На дорогах встречали одичавших собак, котов. Иногда они вели себя странно, не узнавали людей, бежали от нас. Я не понимал, что с ними, пока нам не приказали их отстреливать… Дома опечатаны, колхозная техника брошена… Интересно посмотреть. Никого нет, только мы, милиция, патрулируем. Заходишь в дом — фотографии висят, а людей нет. Документы валяются: комсомольские билеты, удостоверения, похвальные грамоты… В одном доме взяли телевизор на время, напрокат, но чтобы кто-то что-то брал домой, я не замечал. Во-первых, было ощущение, что люди вот-вот вернутся… Во-вторых, это… что-то связанное со смертью…
Ездили к блоку, к самому реактору. Фотографироваться… Хотелось дома похвастаться… Страх был и в то же время интерес непреодолимый: что же это такое? Я, например, отказался, у меня жена молодая, не рискнул, а ребята выпивали по двести граммов и ехали… Так…
Заступал в ночное дежурство.
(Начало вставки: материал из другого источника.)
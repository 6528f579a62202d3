//! Scripted engagement for exercising the scheduler

use std::sync::Arc;

use parking_lot::Mutex;

use crate::control::{ActuatorSet, Engagement};
use crate::{Error, Result};

#[derive(Debug, Default)]
struct LogInner {
    starts: u64,
    ticks: u64,
    ends: Vec<bool>,
    dts: Vec<f64>,
}

/// Shared record of the lifecycle calls a [`ScriptedEngagement`] received
#[derive(Debug, Clone, Default)]
pub struct EngagementLog {
    inner: Arc<Mutex<LogInner>>,
}

impl EngagementLog {
    pub fn starts(&self) -> u64 {
        self.inner.lock().starts
    }

    /// `execute` calls, failed ones included
    pub fn ticks(&self) -> u64 {
        self.inner.lock().ticks
    }

    /// `interrupted` flag of each `on_end` call
    pub fn ends(&self) -> Vec<bool> {
        self.inner.lock().ends.clone()
    }

    /// `dt` passed to each `execute` call
    pub fn dts(&self) -> Vec<f64> {
        self.inner.lock().dts.clone()
    }
}

/// Engagement that finishes or fails on a chosen tick
#[derive(Debug)]
pub struct ScriptedEngagement {
    name: String,
    requirements: Vec<ActuatorSet>,
    finish_after: Option<u64>,
    fail_on: Option<u64>,
    running: bool,
    ticks: u64,
    log: EngagementLog,
}

impl ScriptedEngagement {
    pub fn new(name: impl Into<String>, requirements: &[ActuatorSet]) -> Self {
        Self {
            name: name.into(),
            requirements: requirements.to_vec(),
            finish_after: None,
            fail_on: None,
            running: false,
            ticks: 0,
            log: EngagementLog::default(),
        }
    }

    /// Report finished once this many ticks have run
    pub fn finish_after(mut self, ticks: u64) -> Self {
        self.finish_after = Some(ticks);
        self
    }

    /// Fail the given tick (1-based)
    pub fn fail_on(mut self, tick: u64) -> Self {
        self.fail_on = Some(tick);
        self
    }

    pub fn log(&self) -> EngagementLog {
        self.log.clone()
    }
}

impl Engagement for ScriptedEngagement {
    fn name(&self) -> &str {
        &self.name
    }

    fn requirements(&self) -> &[ActuatorSet] {
        &self.requirements
    }

    fn on_start(&mut self) {
        self.running = true;
        self.ticks = 0;
        self.log.inner.lock().starts += 1;
    }

    fn execute(&mut self, dt: f64) -> Result<()> {
        self.ticks += 1;
        {
            let mut log = self.log.inner.lock();
            log.ticks += 1;
            log.dts.push(dt);
        }
        if self.fail_on == Some(self.ticks) {
            return Err(Error::Hardware(format!("{} scripted failure", self.name)));
        }
        Ok(())
    }

    fn is_finished(&self) -> bool {
        self.finish_after.map_or(false, |n| self.ticks >= n)
    }

    fn on_end(&mut self, interrupted: bool) {
        self.running = false;
        self.log.inner.lock().ends.push(interrupted);
    }

    fn status(&self) -> &'static str {
        if self.running {
            "running"
        } else {
            "idle"
        }
    }
}
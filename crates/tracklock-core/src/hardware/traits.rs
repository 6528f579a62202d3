//! Collaborator traits
//!
//! The control loops only see actuators and sensors through these traits so
//! the same engagement runs against real hardware or [`crate::sim`] mocks.
//! All methods take `&self`: implementations own their interior mutability,
//! and every read is a non-blocking snapshot.

use serde::{Deserialize, Serialize};

use crate::vision::Affiliation;
use crate::Result;

/// Differential drivetrain
pub trait Drivetrain: Send + Sync {
    /// Set left side power, clamped to [-1, 1]
    fn set_left_power(&self, power: f64);

    /// Set right side power, clamped to [-1, 1]
    fn set_right_power(&self, power: f64);

    /// Stop both sides
    fn stop(&self);

    /// Set both sides in one call
    fn set_powers(&self, left: f64, right: f64) {
        self.set_left_power(left);
        self.set_right_power(right);
    }
}

/// Flywheel and hood assembly
pub trait Shooter: Send + Sync {
    /// Command the flywheel closed-loop target speed (RPM)
    fn set_target_speed(&self, rpm: f64);

    /// Measured flywheel speed (RPM)
    fn current_speed(&self) -> f64;

    /// Command the hood position
    fn set_hood_up(&self, up: bool);

    /// Last reported hood position
    fn hood_up(&self) -> bool;

    /// Spin the flywheel down
    fn stop(&self);
}

/// Identity of the payload held by the indexer, relative to our affiliation
#[derive(Debug, Clone, Copy, PartialEq, Eq, Hash, Default, Serialize, Deserialize)]
pub enum PayloadIdentity {
    #[default]
    None,
    Friend,
    Foe,
}

/// Conveyor and indexer feeding the flywheel
pub trait Indexer: Send + Sync {
    /// Identity recorded for the payload at the firing position
    fn payload_identity(&self) -> PayloadIdentity;

    /// Whether a payload sits at the firing position
    fn has_payload(&self) -> bool;

    /// Whether any payload remains anywhere in the feed path
    fn payload_in_feed_path(&self) -> bool;

    /// Identity reported by the sensor at the feed path entry (belt slot)
    fn entry_identity(&self) -> PayloadIdentity;

    /// Push one payload into the flywheel
    fn advance_one_payload(&self) -> Result<()>;

    /// Both the firing position and the belt slot hold a payload
    fn is_full(&self) -> bool {
        self.payload_identity() != PayloadIdentity::None
            && self.entry_identity() != PayloadIdentity::None
    }
}

/// Intake roller
pub trait Intake: Send + Sync {
    /// Command the roller speed (RPM)
    fn set_roller_speed(&self, rpm: f64);

    /// Roller travel since the last zero, in rotations
    fn roller_position(&self) -> f64;

    /// Zero the roller travel counter
    fn zero_roller_position(&self);

    /// Stop the roller
    fn stop(&self);
}

/// Source of the robot's team affiliation
pub trait AffiliationProvider: Send + Sync {
    fn affiliation(&self) -> Affiliation;
}

impl AffiliationProvider for Affiliation {
    fn affiliation(&self) -> Affiliation {
        *self
    }
}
Патрулируем… Ясная луна. Фонарь такой висит.
Деревенская улица… Ни одного человека… Первое время ещё горел в домах свет, потом свет отключили. Едем — из дверей школы нам наперерез несётся дикий кабан. Или лиса. Звери жили в домах, школах, клубах. А там висели плакаты: «Наша цель — счастье всего человечества», «Победит мировой пролетариат», «Идеи Ленина — будут жить вечно». В колхозных конторах — красные флаги, новенькие вымпелы, стопки тиснёных грамот с профилями вождей. На стенах — портреты вождей, на столах — гипсовые вожди. Всюду военные памятники… Других памятников не встречал. Наскоро слепленные дома, серые бетонные коровники, ржавые сенажные башни… И снова — маленькие и большие Курганы Славы… «И это наша жизнь? — спрашивал я у себя, посмотрев на все другими глазами. — Это мы так живём?» Будто военное племя снялось с временной стоянки… Куда-то унеслось…
Чернобыль взорвал мои мозги… Я стал думать…"
"Брошенный дом… Закрытый. Котёнок на окне. Думал, что он — глиняный. Подхожу: живой. Объел все цветы в горшках. Герани. Как он туда попал? Или его забыли?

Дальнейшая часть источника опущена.